Problem description
Take every line of the material below that includes the string "return" and copy it out.

----- Data for analysis

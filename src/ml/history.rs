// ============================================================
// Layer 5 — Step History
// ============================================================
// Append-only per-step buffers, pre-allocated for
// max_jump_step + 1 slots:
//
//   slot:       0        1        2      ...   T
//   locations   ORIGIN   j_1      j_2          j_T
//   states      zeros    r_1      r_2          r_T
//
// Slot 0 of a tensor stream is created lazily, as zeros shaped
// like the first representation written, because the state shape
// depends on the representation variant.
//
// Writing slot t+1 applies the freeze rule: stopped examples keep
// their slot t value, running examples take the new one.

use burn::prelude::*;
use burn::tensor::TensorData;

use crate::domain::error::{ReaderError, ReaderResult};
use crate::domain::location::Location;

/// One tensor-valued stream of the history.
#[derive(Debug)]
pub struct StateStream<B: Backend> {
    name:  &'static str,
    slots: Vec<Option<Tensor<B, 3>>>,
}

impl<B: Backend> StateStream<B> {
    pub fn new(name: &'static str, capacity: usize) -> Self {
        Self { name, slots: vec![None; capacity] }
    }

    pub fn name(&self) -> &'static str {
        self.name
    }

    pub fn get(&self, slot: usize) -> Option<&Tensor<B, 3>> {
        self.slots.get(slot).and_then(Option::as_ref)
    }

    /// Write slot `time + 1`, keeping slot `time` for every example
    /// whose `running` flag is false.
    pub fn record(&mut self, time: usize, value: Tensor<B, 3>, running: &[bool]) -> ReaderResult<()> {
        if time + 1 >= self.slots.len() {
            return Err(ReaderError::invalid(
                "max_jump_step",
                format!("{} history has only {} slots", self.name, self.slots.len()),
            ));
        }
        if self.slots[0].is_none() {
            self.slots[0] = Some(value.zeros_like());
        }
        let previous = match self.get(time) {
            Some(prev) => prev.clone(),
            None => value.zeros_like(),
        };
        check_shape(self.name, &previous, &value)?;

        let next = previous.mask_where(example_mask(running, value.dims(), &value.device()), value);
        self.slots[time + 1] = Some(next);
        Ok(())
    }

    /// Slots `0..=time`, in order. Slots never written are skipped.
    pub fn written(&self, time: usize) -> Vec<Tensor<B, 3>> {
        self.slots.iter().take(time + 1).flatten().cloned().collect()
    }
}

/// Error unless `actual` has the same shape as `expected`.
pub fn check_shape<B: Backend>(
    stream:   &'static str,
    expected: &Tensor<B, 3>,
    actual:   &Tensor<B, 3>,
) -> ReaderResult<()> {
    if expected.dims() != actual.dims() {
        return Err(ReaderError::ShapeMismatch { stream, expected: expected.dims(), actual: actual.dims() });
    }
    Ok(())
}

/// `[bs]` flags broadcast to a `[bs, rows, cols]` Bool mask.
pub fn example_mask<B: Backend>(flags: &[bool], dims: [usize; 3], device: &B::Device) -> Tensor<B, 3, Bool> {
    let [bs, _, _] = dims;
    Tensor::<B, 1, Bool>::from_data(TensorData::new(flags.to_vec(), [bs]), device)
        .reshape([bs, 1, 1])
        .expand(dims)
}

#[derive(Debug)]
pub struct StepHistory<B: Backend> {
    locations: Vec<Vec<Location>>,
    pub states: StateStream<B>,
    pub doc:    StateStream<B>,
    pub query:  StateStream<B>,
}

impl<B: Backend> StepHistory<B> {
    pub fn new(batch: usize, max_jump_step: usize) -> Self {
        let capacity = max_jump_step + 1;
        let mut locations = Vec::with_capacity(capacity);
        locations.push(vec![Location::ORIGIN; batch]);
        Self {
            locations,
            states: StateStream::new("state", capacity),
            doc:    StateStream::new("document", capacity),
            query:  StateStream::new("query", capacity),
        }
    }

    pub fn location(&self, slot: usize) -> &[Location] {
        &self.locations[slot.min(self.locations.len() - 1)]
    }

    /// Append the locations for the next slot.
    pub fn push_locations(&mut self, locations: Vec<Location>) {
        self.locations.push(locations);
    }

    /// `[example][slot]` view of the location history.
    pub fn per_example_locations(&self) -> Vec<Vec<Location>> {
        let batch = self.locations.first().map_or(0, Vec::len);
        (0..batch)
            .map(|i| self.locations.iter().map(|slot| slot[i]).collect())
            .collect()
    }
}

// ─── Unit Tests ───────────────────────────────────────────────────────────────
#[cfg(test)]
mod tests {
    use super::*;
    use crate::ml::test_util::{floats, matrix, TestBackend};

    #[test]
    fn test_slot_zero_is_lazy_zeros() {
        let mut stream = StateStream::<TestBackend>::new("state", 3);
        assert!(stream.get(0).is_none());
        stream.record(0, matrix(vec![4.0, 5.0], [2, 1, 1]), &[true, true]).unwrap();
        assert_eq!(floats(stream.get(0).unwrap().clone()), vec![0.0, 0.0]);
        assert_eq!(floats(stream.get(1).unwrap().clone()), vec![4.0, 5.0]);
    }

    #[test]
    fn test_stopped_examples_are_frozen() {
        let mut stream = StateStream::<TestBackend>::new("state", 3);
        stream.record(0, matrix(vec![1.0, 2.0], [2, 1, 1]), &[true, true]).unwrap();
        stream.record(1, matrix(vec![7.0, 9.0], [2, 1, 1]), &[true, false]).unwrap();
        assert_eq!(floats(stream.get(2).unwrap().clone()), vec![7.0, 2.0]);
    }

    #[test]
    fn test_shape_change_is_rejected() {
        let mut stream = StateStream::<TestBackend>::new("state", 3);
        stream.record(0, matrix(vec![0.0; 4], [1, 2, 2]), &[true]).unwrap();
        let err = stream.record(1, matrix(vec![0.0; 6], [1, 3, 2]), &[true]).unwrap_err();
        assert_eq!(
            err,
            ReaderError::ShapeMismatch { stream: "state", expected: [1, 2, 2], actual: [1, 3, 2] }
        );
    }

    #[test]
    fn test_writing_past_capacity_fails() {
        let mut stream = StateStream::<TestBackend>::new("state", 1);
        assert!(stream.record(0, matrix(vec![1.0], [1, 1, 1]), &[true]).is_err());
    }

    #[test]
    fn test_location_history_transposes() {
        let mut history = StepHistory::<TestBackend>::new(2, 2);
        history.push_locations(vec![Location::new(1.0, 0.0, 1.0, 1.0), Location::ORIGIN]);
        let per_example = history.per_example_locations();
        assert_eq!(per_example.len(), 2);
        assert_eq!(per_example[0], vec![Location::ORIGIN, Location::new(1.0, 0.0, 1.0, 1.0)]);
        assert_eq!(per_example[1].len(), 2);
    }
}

----------
----- Data for analysis

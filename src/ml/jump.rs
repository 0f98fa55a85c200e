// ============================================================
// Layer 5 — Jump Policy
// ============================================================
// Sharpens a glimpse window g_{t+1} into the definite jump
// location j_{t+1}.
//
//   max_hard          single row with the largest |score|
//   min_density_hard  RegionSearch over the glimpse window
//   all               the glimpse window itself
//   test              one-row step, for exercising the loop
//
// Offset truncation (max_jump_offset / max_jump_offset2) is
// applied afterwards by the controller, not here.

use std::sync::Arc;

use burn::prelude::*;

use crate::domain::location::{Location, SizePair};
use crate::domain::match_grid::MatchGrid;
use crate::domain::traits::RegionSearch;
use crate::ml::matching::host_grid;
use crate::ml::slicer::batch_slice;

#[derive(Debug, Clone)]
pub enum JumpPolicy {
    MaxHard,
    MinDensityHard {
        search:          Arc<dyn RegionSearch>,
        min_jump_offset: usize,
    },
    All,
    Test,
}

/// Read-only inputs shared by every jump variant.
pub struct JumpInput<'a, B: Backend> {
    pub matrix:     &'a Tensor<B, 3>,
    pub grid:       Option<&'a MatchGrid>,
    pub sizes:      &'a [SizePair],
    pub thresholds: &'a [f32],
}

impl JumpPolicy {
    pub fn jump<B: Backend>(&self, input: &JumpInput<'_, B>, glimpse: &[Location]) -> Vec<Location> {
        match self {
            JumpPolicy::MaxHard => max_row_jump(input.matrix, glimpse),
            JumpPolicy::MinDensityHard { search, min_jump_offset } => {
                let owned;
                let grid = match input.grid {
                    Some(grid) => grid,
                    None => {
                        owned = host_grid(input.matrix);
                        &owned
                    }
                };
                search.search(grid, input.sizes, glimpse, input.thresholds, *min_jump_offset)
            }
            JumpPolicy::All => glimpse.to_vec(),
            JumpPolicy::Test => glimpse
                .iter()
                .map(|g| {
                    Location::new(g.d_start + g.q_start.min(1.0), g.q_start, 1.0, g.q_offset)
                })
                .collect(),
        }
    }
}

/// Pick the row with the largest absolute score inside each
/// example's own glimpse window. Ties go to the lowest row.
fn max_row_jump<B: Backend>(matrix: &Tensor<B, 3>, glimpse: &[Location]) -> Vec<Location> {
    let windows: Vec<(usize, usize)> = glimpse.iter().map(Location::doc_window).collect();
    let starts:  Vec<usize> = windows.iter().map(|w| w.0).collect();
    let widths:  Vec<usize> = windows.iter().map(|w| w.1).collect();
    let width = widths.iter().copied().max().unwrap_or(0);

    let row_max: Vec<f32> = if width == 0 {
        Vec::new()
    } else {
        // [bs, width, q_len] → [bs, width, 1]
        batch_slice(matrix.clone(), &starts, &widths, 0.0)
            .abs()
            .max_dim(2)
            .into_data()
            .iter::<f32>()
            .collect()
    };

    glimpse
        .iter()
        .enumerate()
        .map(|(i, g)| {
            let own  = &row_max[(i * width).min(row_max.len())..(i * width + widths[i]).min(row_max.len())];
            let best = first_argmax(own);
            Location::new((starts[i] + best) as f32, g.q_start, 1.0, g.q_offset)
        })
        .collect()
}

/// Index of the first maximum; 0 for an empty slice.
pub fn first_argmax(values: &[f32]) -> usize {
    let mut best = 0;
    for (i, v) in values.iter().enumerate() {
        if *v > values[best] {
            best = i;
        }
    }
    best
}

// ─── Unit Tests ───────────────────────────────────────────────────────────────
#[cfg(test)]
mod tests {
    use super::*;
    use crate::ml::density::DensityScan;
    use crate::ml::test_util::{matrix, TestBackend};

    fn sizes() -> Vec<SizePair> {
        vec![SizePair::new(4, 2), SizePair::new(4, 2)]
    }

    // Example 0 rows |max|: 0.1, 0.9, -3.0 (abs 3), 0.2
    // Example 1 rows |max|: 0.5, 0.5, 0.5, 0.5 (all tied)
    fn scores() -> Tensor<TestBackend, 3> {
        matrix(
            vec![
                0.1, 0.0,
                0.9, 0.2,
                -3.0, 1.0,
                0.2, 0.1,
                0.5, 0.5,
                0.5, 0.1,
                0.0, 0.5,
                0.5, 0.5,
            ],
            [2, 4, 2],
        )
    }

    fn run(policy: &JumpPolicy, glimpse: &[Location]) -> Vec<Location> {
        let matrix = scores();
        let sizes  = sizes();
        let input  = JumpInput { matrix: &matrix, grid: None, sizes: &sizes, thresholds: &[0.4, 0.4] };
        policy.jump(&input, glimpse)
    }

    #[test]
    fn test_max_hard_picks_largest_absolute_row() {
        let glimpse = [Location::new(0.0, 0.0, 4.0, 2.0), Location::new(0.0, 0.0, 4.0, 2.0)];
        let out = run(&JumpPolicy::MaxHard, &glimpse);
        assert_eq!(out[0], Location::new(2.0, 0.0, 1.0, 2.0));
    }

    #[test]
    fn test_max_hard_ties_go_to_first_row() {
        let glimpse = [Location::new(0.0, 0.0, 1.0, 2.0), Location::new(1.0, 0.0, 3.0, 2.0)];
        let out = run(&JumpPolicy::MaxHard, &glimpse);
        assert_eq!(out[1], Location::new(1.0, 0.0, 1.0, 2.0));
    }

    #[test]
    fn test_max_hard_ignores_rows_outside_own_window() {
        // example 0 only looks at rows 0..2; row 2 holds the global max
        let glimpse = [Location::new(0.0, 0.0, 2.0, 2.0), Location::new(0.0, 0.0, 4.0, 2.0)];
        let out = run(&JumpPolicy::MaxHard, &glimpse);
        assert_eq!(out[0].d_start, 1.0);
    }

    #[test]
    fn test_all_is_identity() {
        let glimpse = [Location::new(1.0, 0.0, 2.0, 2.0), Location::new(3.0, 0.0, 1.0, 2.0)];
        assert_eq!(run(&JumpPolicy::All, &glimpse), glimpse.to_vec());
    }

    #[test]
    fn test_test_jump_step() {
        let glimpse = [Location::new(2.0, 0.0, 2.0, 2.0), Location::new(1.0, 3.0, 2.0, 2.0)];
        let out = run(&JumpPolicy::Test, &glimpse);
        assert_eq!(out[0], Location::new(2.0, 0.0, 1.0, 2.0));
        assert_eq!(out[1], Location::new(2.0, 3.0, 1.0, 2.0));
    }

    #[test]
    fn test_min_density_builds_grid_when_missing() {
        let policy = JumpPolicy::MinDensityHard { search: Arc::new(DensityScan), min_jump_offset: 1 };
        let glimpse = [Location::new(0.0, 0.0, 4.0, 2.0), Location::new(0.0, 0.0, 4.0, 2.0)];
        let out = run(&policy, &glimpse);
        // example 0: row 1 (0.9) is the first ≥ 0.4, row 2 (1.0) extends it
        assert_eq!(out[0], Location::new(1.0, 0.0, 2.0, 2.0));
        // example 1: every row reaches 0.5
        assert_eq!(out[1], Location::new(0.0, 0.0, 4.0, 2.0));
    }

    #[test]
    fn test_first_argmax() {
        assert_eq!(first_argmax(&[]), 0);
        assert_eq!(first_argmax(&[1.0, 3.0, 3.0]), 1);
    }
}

----------

Result of the task
            return Err(ReaderError::invalid(
        return Err(ReaderError::ShapeMismatch { stream, expected: expected.dims(), actual: actual.dims() });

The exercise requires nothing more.